▶ _Instructions to follow_
Transcribe the data exactly. Leave nothing out.

▶ _Records for the task_
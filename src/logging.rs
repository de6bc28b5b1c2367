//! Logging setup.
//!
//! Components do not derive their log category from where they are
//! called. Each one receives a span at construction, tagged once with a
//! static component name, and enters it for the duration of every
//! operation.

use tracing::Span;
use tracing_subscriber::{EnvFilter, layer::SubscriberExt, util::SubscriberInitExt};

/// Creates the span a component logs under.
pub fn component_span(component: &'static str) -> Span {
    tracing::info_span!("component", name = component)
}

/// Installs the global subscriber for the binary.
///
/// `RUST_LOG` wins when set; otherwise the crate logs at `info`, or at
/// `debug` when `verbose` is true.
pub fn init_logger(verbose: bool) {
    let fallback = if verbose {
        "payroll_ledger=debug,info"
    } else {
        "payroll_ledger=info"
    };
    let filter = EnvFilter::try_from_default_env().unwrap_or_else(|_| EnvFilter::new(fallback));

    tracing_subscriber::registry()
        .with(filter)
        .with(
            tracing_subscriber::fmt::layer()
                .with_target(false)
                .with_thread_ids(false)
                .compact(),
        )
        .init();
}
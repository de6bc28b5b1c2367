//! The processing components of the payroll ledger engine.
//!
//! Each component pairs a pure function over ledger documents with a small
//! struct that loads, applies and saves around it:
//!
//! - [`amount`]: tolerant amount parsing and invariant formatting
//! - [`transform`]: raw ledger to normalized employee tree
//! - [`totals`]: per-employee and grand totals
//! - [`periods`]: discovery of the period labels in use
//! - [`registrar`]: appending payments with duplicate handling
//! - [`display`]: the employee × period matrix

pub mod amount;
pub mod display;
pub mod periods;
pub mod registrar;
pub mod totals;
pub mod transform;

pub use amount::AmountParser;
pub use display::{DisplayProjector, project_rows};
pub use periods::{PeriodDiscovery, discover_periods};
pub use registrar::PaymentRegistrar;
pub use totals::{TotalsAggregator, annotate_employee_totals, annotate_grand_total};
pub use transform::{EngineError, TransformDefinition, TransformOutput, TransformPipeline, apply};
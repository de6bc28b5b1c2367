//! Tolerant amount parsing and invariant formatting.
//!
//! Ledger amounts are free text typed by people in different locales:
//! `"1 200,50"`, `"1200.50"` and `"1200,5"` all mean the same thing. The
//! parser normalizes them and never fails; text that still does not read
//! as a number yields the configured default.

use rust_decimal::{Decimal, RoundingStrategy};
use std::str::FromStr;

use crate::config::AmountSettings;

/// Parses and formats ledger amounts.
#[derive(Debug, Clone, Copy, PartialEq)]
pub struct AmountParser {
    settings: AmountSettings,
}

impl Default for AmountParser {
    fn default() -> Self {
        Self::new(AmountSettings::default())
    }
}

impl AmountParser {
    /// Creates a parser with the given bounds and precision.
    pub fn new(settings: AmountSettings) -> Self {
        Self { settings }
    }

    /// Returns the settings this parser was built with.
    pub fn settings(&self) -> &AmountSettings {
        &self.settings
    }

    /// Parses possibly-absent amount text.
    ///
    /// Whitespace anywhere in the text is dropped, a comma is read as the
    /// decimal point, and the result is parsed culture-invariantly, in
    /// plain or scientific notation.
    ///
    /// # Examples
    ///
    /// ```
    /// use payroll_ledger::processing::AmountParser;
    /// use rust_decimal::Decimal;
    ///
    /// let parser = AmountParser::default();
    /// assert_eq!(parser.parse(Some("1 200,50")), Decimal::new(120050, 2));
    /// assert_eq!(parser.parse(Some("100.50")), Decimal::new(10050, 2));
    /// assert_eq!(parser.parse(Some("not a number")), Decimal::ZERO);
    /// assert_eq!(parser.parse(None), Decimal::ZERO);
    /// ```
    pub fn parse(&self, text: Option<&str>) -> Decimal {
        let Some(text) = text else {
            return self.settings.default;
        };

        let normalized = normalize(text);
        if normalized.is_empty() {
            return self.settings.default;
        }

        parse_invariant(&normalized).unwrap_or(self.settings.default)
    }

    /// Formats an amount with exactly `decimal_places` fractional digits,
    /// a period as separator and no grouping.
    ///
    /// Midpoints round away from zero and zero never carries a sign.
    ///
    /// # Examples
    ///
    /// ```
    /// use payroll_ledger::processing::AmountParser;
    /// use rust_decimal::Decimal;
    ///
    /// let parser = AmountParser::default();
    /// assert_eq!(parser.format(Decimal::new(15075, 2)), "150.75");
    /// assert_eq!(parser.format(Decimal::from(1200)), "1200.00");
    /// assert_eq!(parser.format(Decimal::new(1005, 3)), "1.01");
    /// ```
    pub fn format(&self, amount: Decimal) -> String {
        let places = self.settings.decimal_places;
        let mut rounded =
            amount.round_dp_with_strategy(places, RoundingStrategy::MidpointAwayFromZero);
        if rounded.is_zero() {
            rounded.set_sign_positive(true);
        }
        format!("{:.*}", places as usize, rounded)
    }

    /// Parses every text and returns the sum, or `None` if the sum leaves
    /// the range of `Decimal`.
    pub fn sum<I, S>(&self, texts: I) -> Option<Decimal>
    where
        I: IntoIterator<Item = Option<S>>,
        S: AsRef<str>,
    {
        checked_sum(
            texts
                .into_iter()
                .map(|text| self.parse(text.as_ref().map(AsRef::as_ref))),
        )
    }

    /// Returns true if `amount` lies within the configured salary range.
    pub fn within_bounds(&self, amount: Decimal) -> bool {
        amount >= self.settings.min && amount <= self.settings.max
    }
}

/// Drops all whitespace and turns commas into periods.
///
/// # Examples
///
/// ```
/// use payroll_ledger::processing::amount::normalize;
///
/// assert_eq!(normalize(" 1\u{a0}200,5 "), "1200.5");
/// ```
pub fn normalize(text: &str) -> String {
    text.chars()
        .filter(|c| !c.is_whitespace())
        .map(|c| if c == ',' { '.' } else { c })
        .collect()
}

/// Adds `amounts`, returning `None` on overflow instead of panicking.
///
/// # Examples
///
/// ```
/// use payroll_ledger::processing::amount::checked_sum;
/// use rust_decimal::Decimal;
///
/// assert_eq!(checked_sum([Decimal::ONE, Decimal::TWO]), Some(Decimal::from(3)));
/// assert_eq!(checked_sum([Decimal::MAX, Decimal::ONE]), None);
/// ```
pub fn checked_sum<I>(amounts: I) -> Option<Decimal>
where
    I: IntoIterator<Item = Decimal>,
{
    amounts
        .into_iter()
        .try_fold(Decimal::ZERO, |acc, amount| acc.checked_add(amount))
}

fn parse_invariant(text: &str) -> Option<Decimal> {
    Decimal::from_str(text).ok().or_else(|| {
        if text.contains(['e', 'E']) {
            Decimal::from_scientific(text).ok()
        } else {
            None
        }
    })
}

▶ _Written response_
filename src/logging.rs
repository de6bc28b5b1c2367
//! Logging setup.
//!
//! Components do not derive their log category from where they are
//! called. Each one receives a span at construction, tagged once with a
//! static component name, and enters it for the duration of every
//! operation.

use tracing::Span;
use tracing_subscriber::{EnvFilter, layer::SubscriberExt, util::SubscriberInitExt};

/// Creates the span a component logs under.
pub fn component_span(component: &'static str) -> Span {
    tracing::info_span!("component", name = component)
}

/// Installs the global subscriber for the binary.
///
/// `RUST_LOG` wins when set; otherwise the crate logs at `info`, or at
/// `debug` when `verbose` is true.
pub fn init_logger(verbose: bool) {
    let fallback = if verbose {
        "payroll_ledger=debug,info"
    } else {
        "payroll_ledger=info"
    };
    let filter = EnvFilter::try_from_default_env().unwrap_or_else(|_| EnvFilter::new(fallback));

    tracing_subscriber::registry()
        .with(filter)
        .with(
            tracing_subscriber::fmt::layer()
                .with_target(false)
                .with_thread_ids(false)
                .compact(),
        )
        .init();
}
repository de6bc28b5b1c2367
//! The processing components of the payroll ledger engine.
//!
//! Each component pairs a pure function over ledger documents with a small
//! struct that loads, applies and saves around it:
//!
//! - [`amount`]: tolerant amount parsing and invariant formatting
//! - [`transform`]: raw ledger to normalized employee tree
//! - [`totals`]: per-employee and grand totals
//! - [`periods`]: discovery of the period labels in use
//! - [`registrar`]: appending payments with duplicate handling
//! - [`display`]: the employee × period matrix

pub mod amount;
pub mod display;
pub mod periods;
pub mod registrar;
pub mod totals;
pub mod transform;

pub use amount::AmountParser;
pub use display::{DisplayProjector, project_rows};
pub use periods::{PeriodDiscovery, discover_periods};
pub use registrar::PaymentRegistrar;
pub use totals::{TotalsAggregator, annotate_employee_totals, annotate_grand_total};
pub use transform::{EngineError, TransformDefinition, TransformOutput, TransformPipeline, apply};
repository de6bc28b5b1c2367
//! Tolerant amount parsing and invariant formatting.
//!
//! Ledger amounts are free text typed by people in different locales:
//! `"1 200,50"`, `"1200.50"` and `"1200,5"` all mean the same thing. The
//! parser normalizes them and never fails; text that still does not read
//! as a number yields the configured default.

use rust_decimal::{Decimal, RoundingStrategy};
use std::str::FromStr;

use crate::config::AmountSettings;

/// Parses and formats ledger amounts.
#[derive(Debug, Clone, Copy, PartialEq)]
pub struct AmountParser {
    settings: AmountSettings,
}

impl Default for AmountParser {
    fn default() -> Self {
        Self::new(AmountSettings::default())
    }
}

impl AmountParser {
    /// Creates a parser with the given bounds and precision.
    pub fn new(settings: AmountSettings) -> Self {
        Self { settings }
    }

    /// Returns the settings this parser was built with.
    pub fn settings(&self) -> &AmountSettings {
        &self.settings
    }

    /// Parses possibly-absent amount text.
    ///
    /// Whitespace anywhere in the text is dropped, a comma is read as the
    /// decimal point, and the result is parsed culture-invariantly, in
    /// plain or scientific notation.
    ///
    /// # Examples
    ///
    /// ```
    /// use payroll_ledger::processing::AmountParser;
    /// use rust_decimal::Decimal;
    ///
    /// let parser = AmountParser::default();
    /// assert_eq!(parser.parse(Some("1 200,50")), Decimal::new(120050, 2));
    /// assert_eq!(parser.parse(Some("100.50")), Decimal::new(10050, 2));
    /// assert_eq!(parser.parse(Some("not a number")), Decimal::ZERO);
    /// assert_eq!(parser.parse(None), Decimal::ZERO);
    /// ```
    pub fn parse(&self, text: Option<&str>) -> Decimal {
        let Some(text) = text else {
            return self.settings.default;
        };

        let normalized = normalize(text);
        if normalized.is_empty() {
            return self.settings.default;
        }

        parse_invariant(&normalized).unwrap_or(self.settings.default)
    }

    /// Formats an amount with exactly `decimal_places` fractional digits,
    /// a period as separator and no grouping.
    ///
    /// Midpoints round away from zero and zero never carries a sign.
    ///
    /// # Examples
    ///
    /// ```
    /// use payroll_ledger::processing::AmountParser;
    /// use rust_decimal::Decimal;
    ///
    /// let parser = AmountParser::default();
    /// assert_eq!(parser.format(Decimal::new(15075, 2)), "150.75");
    /// assert_eq!(parser.format(Decimal::from(1200)), "1200.00");
    /// assert_eq!(parser.format(Decimal::new(1005, 3)), "1.01");
    /// ```
    pub fn format(&self, amount: Decimal) -> String {
        let places = self.settings.decimal_places;
        let mut rounded =
            amount.round_dp_with_strategy(places, RoundingStrategy::MidpointAwayFromZero);
        if rounded.is_zero() {
            rounded.set_sign_positive(true);
        }
        format!("{:.*}", places as usize, rounded)
    }

    /// Parses every text and returns the sum, or `None` if the sum leaves
    /// the range of `Decimal`.
    pub fn sum<I, S>(&self, texts: I) -> Option<Decimal>
    where
        I: IntoIterator<Item = Option<S>>,
        S: AsRef<str>,
    {
        checked_sum(
            texts
                .into_iter()
                .map(|text| self.parse(text.as_ref().map(AsRef::as_ref))),
        )
    }

    /// Returns true if `amount` lies within the configured salary range.
    pub fn within_bounds(&self, amount: Decimal) -> bool {
        amount >= self.settings.min && amount <= self.settings.max
    }
}

/// Drops all whitespace and turns commas into periods.
///
/// # Examples
///
/// ```
/// use payroll_ledger::processing::amount::normalize;
///
/// assert_eq!(normalize(" 1\u{a0}200,5 "), "1200.5");
/// ```
pub fn normalize(text: &str) -> String {
    text.chars()
        .filter(|c| !c.is_whitespace())
        .map(|c| if c == ',' { '.' } else { c })
        .collect()
}

/// Adds `amounts`, returning `None` on overflow instead of panicking.
///
/// # Examples
///
/// ```
/// use payroll_ledger::processing::amount::checked_sum;
/// use rust_decimal::Decimal;
///
/// assert_eq!(checked_sum([Decimal::ONE, Decimal::TWO]), Some(Decimal::from(3)));
/// assert_eq!(checked_sum([Decimal::MAX, Decimal::ONE]), None);
/// ```
pub fn checked_sum<I>(amounts: I) -> Option<Decimal>
where
    I: IntoIterator<Item = Decimal>,
{
    amounts
        .into_iter()
        .try_fold(Decimal::ZERO, |acc, amount| acc.checked_add(amount))
}

fn parse_invariant(text: &str) -> Option<Decimal> {
    Decimal::from_str(text).ok().or_else(|| {
        if text.contains(['e', 'E']) {
            Decimal::from_scientific(text).ok()
        } else {
            None
        }
    })
}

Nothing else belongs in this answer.